Extracted records:
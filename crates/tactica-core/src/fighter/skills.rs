//! Static skill table, two or three skills per class.

use serde::{de, Deserialize, Deserializer, Serialize};
use std::fmt;

use super::FighterClass;
use crate::effects::EffectKind;
use crate::error::UnknownSkillName;

/// Who a skill may be aimed at.
#[derive(Debug, Clone, Copy, PartialEq, Eq)]
pub enum SkillTarget {
    /// A living opponent.
    Enemy,
    /// The caster or a living teammate.
    Ally,
    /// Only the caster.
    Caster,
}

/// An effect a skill applies to its target on a successful cast.
#[derive(Debug, Clone, Copy, PartialEq, Eq)]
pub struct SkillEffect {
    /// Kind to apply.
    pub kind: EffectKind,
    /// Duration in rounds.
    pub duration: u32,
    /// Stacks added.
    pub stacks: u32,
}

/// A class skill.
#[derive(Debug, Clone, Copy, PartialEq, Eq)]
pub struct Skill {
    /// Display name, also used by named combo steps.
    pub name: &'static str,
    /// Base mana cost before modifiers.
    pub mana_cost: u32,
    /// Damage multiplier in percent; 0 for skills that deal no damage.
    pub power_percent: u32,
    /// Flat healing applied to an ally target.
    pub heal: u32,
    /// Reach (Chebyshev). Anything beyond 1 needs line of sight.
    pub range: u32,
    /// Valid targets.
    pub target: SkillTarget,
    /// Effects applied to the target.
    pub effects: &'static [SkillEffect],
}

impl Skill {
    /// True if the skill needs line of sight.
    #[must_use]
    pub const fn is_ranged(&self) -> bool {
        self.range > 1
    }

    /// True if the skill runs through the damage pipeline.
    #[must_use]
    pub const fn deals_damage(&self) -> bool {
        self.power_percent > 0
    }
}

/// Name of a skill in the static table.
///
/// Serializes as the plain name. Deserializing looks the name up so that only
/// existing skills can be named.
#[derive(Debug, Clone, Copy, PartialEq, Eq, Hash, PartialOrd, Ord, Serialize)]
pub struct SkillName(&'static str);

impl<'de> Deserialize<'de> for SkillName {
    fn deserialize<D: Deserializer<'de>>(deserializer: D) -> Result<Self, D::Error> {
        let name = String::deserialize(deserializer)?;
        Self::try_from(name).map_err(de::Error::custom)
    }
}

impl SkillName {
    /// Name of `skill`.
    #[must_use]
    pub const fn of(skill: &Skill) -> Self {
        Self(skill.name)
    }

    /// Name for static tables; checked by their tests rather than here.
    pub(crate) const fn named(name: &'static str) -> Self {
        Self(name)
    }

    /// The name as a string slice.
    #[must_use]
    pub const fn as_str(self) -> &'static str {
        self.0
    }
}

impl TryFrom<String> for SkillName {
    type Error = UnknownSkillName;

    fn try_from(name: String) -> Result<Self, Self::Error> {
        by_name(&name).map(Self::of).ok_or(UnknownSkillName(name))
    }
}

impl fmt::Display for SkillName {
    fn fmt(&self, f: &mut fmt::Formatter<'_>) -> fmt::Result {
        f.write_str(self.0)
    }
}

const fn fx(kind: EffectKind, duration: u32, stacks: u32) -> SkillEffect {
    SkillEffect {
        kind,
        duration,
        stacks,
    }
}

const fn strike(
    name: &'static str,
    mana_cost: u32,
    power_percent: u32,
    range: u32,
    effects: &'static [SkillEffect],
) -> Skill {
    Skill {
        name,
        mana_cost,
        power_percent,
        heal: 0,
        range,
        target: SkillTarget::Enemy,
        effects,
    }
}

const fn support(
    name: &'static str,
    mana_cost: u32,
    heal: u32,
    range: u32,
    target: SkillTarget,
    effects: &'static [SkillEffect],
) -> Skill {
    Skill {
        name,
        mana_cost,
        power_percent: 0,
        heal,
        range,
        target,
        effects,
    }
}

use EffectKind as E;
use SkillTarget::{Ally, Caster};

const WAR_CRY: [SkillEffect; 2] = [fx(E::StrengthBoost, 3, 1), fx(E::DefenseBoost, 3, 1)];
const SHIELD_BASH: [SkillEffect; 1] = [fx(E::Stun, 1, 1)];
const BASTION: [SkillEffect; 2] = [fx(E::Fortify, 3, 1), fx(E::Thorns, 3, 1)];
const REND: [SkillEffect; 1] = [fx(E::Bleed, 3, 2)];
const RAGE: [SkillEffect; 1] = [fx(E::Enrage, 3, 1)];
const VENOM_STRIKE: [SkillEffect; 1] = [fx(E::Poison, 4, 1)];
const CRIPPLING_BLOW: [SkillEffect; 1] = [fx(E::Weakness, 2, 1)];
const FROST_ARROW: [SkillEffect; 1] = [fx(E::Frozen, 2, 1)];
const FIREBALL: [SkillEffect; 1] = [fx(E::Burn, 3, 1)];
const LIGHTNING: [SkillEffect; 1] = [fx(E::Shock, 2, 1)];
const MIRROR_WARD: [SkillEffect; 1] = [fx(E::Reflect, 2, 1)];
const BLESSING: [SkillEffect; 1] = [fx(E::Bless, 3, 1)];
const SMITE: [SkillEffect; 1] = [fx(E::Silence, 1, 1)];
const DIVINE_SHIELD: [SkillEffect; 1] = [fx(E::Shield, 3, 1)];
const HEX: [SkillEffect; 3] = [fx(E::Curse, 3, 1), fx(E::Vulnerable, 2, 1), fx(E::Slow, 2, 1)];
const MEDITATE: [SkillEffect; 2] = [fx(E::Regeneration, 3, 2), fx(E::Haste, 2, 1)];

const WARRIOR: [Skill; 2] = [
    strike("Cleave", 10, 150, 1, &[]),
    support("War Cry", 15, 0, 0, Caster, &WAR_CRY),
];

const KNIGHT: [Skill; 2] = [
    strike("Shield Bash", 15, 120, 1, &SHIELD_BASH),
    support("Bastion", 10, 0, 0, Caster, &BASTION),
];

const BERSERKER: [Skill; 2] = [
    strike("Rend", 10, 110, 1, &REND),
    support("Rage", 10, 0, 0, Caster, &RAGE),
];

const ROGUE: [Skill; 2] = [
    strike("Venom Strike", 10, 100, 1, &VENOM_STRIKE),
    strike("Crippling Blow", 10, 90, 1, &CRIPPLING_BLOW),
];

const ARCHER: [Skill; 2] = [
    strike("Power Shot", 15, 160, 3, &[]),
    strike("Frost Arrow", 15, 90, 3, &FROST_ARROW),
];

const MAGE: [Skill; 3] = [
    strike("Fireball", 25, 180, 3, &FIREBALL),
    strike("Lightning", 20, 140, 3, &LIGHTNING),
    support("Mirror Ward", 15, 0, 0, Caster, &MIRROR_WARD),
];

const CLERIC: [Skill; 2] = [
    support("Heal", 20, 35, 2, Ally, &[]),
    support("Blessing", 15, 0, 2, Ally, &BLESSING),
];

const PALADIN: [Skill; 2] = [
    strike("Smite", 15, 130, 1, &SMITE),
    support("Divine Shield", 20, 0, 1, Ally, &DIVINE_SHIELD),
];

const NECROMANCER: [Skill; 2] = [
    strike("Drain", 15, 120, 3, &[]),
    strike("Hex", 15, 0, 3, &HEX),
];

const MONK: [Skill; 2] = [
    strike("Flurry", 10, 130, 1, &[]),
    support("Meditate", 10, 0, 0, Caster, &MEDITATE),
];

/// Skill list for `class`.
#[must_use]
pub fn for_class(class: FighterClass) -> &'static [Skill] {
    match class {
        FighterClass::Warrior => &WARRIOR,
        FighterClass::Knight => &KNIGHT,
        FighterClass::Berserker => &BERSERKER,
        FighterClass::Rogue => &ROGUE,
        FighterClass::Archer => &ARCHER,
        FighterClass::Mage => &MAGE,
        FighterClass::Cleric => &CLERIC,
        FighterClass::Paladin => &PALADIN,
        FighterClass::Necromancer => &NECROMANCER,
        FighterClass::Monk => &MONK,
    }
}

/// Looks a skill up by name across every class.
#[must_use]
pub fn by_name(name: &str) -> Option<&'static Skill> {
    FighterClass::ALL
        .into_iter()
        .flat_map(for_class)
        .find(|skill| skill.name == name)
}
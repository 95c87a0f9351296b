//! Test helper functions for setting up battles and fighters.
//!
//! This module provides factory functions, a simple decision policy, and
//! setup utilities that make writing battle tests more ergonomic and
//! consistent.

use crate::battle::{ActionIntent, Battle, BattleState, Target};
use crate::config::{BattleConfig, BattleSetup, GridSpec};
use crate::fighter::{BaseStats, FighterClass, FighterId, FighterSpec, Side};
use crate::grid::{self, Grid, GridPos};
use crate::resolver;

// =============================================================================
// Tracing
// =============================================================================

/// Installs a test-writer subscriber so `tracing` output shows up for
/// failing tests. Safe to call from every test.
pub fn init_tracing() {
    let _ = tracing_subscriber::fmt()
        .with_test_writer()
        .with_max_level(tracing::Level::DEBUG)
        .try_init();
}

// =============================================================================
// Grids
// =============================================================================

/// A 5×5 grid of plain ground.
pub fn open_grid() -> GridSpec {
    GridSpec::Layout(vec![".....".to_string(); 5])
}

/// A grid with walls and pits in the middle rows and open start rows.
///
/// ```text
/// .....
/// .#.O.
/// ..~..
/// .O.#.
/// .....
/// ```
pub fn obstacle_grid() -> GridSpec {
    GridSpec::Layout(
        [".....", ".#.O.", "..~..", ".O.#.", "....."]
            .iter()
            .map(ToString::to_string)
            .collect(),
    )
}

// =============================================================================
// Fighters
// =============================================================================

/// Base stats with no crit chance and no defense, so hits equal strength.
pub fn plain_stats() -> BaseStats {
    BaseStats {
        crit_chance: 0,
        defense: 0,
        ..BaseStats::default()
    }
}

/// Creates a fighter spec at `(x, y)` named after its id.
///
/// # Arguments
///
/// * `id` - Fighter id
/// * `class` - Fighter class
/// * `side` - Which side the fighter is on
/// * `x`, `y` - Starting cell
///
/// # Returns
///
/// A spec with default stats and an empty inventory.
pub fn fighter(id: u32, class: FighterClass, side: Side, x: i32, y: i32) -> FighterSpec {
    FighterSpec::new(FighterId::new(id), format!("F{id}"), class, side).at(GridPos::new(x, y))
}

/// Like [`fighter`] but with [`plain_stats`].
pub fn plain_fighter(id: u32, class: FighterClass, side: Side, x: i32, y: i32) -> FighterSpec {
    fighter(id, class, side, x, y).with_stats(plain_stats())
}

// =============================================================================
// Battles
// =============================================================================

/// Sets up a one-on-one duel on an open grid.
///
/// The player (id 1) stands at (2, 3) directly below the enemy (id 2) at
/// (2, 2), so both can attack immediately.
///
/// # Arguments
///
/// * `player` - Class of fighter 1
/// * `enemy` - Class of fighter 2
/// * `seed` - RNG seed
///
/// # Returns
///
/// A setup ready for [`Battle::new`].
pub fn duel_setup(player: FighterClass, enemy: FighterClass, seed: u64) -> BattleSetup {
    BattleSetup::new(vec![
        plain_fighter(1, player, Side::Player, 2, 3),
        plain_fighter(2, enemy, Side::Enemy, 2, 2),
    ])
    .with_config(BattleConfig::with_seed(seed))
    .with_grid(open_grid())
}

/// Sets up a three-on-three skirmish with start rows at the edges.
///
/// Players have ids 1-3 on row 4; enemies have ids 4-6 on row 0.
pub fn skirmish_setup(grid: GridSpec, seed: u64) -> BattleSetup {
    BattleSetup::new(vec![
        fighter(1, FighterClass::Knight, Side::Player, 1, 4),
        fighter(2, FighterClass::Mage, Side::Player, 2, 4),
        fighter(3, FighterClass::Cleric, Side::Player, 3, 4),
        fighter(4, FighterClass::Berserker, Side::Enemy, 1, 0),
        fighter(5, FighterClass::Archer, Side::Enemy, 2, 0),
        fighter(6, FighterClass::Necromancer, Side::Enemy, 3, 0),
    ])
    .with_config(BattleConfig::with_seed(seed))
    .with_grid(grid)
}

/// Builds a battle from `setup`, panicking on invalid setups.
pub fn battle(setup: &BattleSetup) -> Battle {
    Battle::new(setup).expect("test setup should be valid")
}

/// Shorthand for [`FighterId::new`].
pub fn id(n: u32) -> FighterId {
    FighterId::new(n)
}

// =============================================================================
// Policies
// =============================================================================

/// Attacks the lowest-id enemy in reach; otherwise steps to the adjacent
/// cell closest to the nearest enemy; otherwise defends.
pub fn advance_and_attack(state: &BattleState, actor: FighterId) -> ActionIntent {
    let Some(me) = state.fighter(actor) else {
        return ActionIntent::defend(actor);
    };
    let foes: Vec<GridPos> = state.living(me.side.opposite()).map(|f| f.position).collect();

    if let Some(attack) = state
        .living(me.side.opposite())
        .map(|foe| ActionIntent::attack(actor, foe.id))
        .find(|intent| resolver::validate(state, intent).is_ok())
    {
        return attack;
    }

    let closeness = |pos: GridPos| foes.iter().map(|&f| grid::distance(pos, f)).min().unwrap_or(0);
    Grid::neighbors(me.position)
        .map(|cell| ActionIntent::move_to(actor, cell))
        .filter(|intent| resolver::validate(state, intent).is_ok())
        .min_by_key(|intent| match intent.target {
            Target::Cell(cell) => closeness(cell),
            _ => u32::MAX,
        })
        .filter(|intent| match intent.target {
            Target::Cell(cell) => closeness(cell) < closeness(me.position),
            _ => false,
        })
        .unwrap_or(ActionIntent::defend(actor))
}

AIM OF THE EXERCISE:
Go through the lines above. Select every one that has the string "FighterSpec".

RESPONSE FOR THIS EXERCISE:
use crate::fighter::{BaseStats, FighterClass, FighterId, FighterSpec, Side};
pub fn fighter(id: u32, class: FighterClass, side: Side, x: i32, y: i32) -> FighterSpec {
    FighterSpec::new(FighterId::new(id), format!("F{id}"), class, side).at(GridPos::new(x, y))
pub fn plain_fighter(id: u32, class: FighterClass, side: Side, x: i32, y: i32) -> FighterSpec {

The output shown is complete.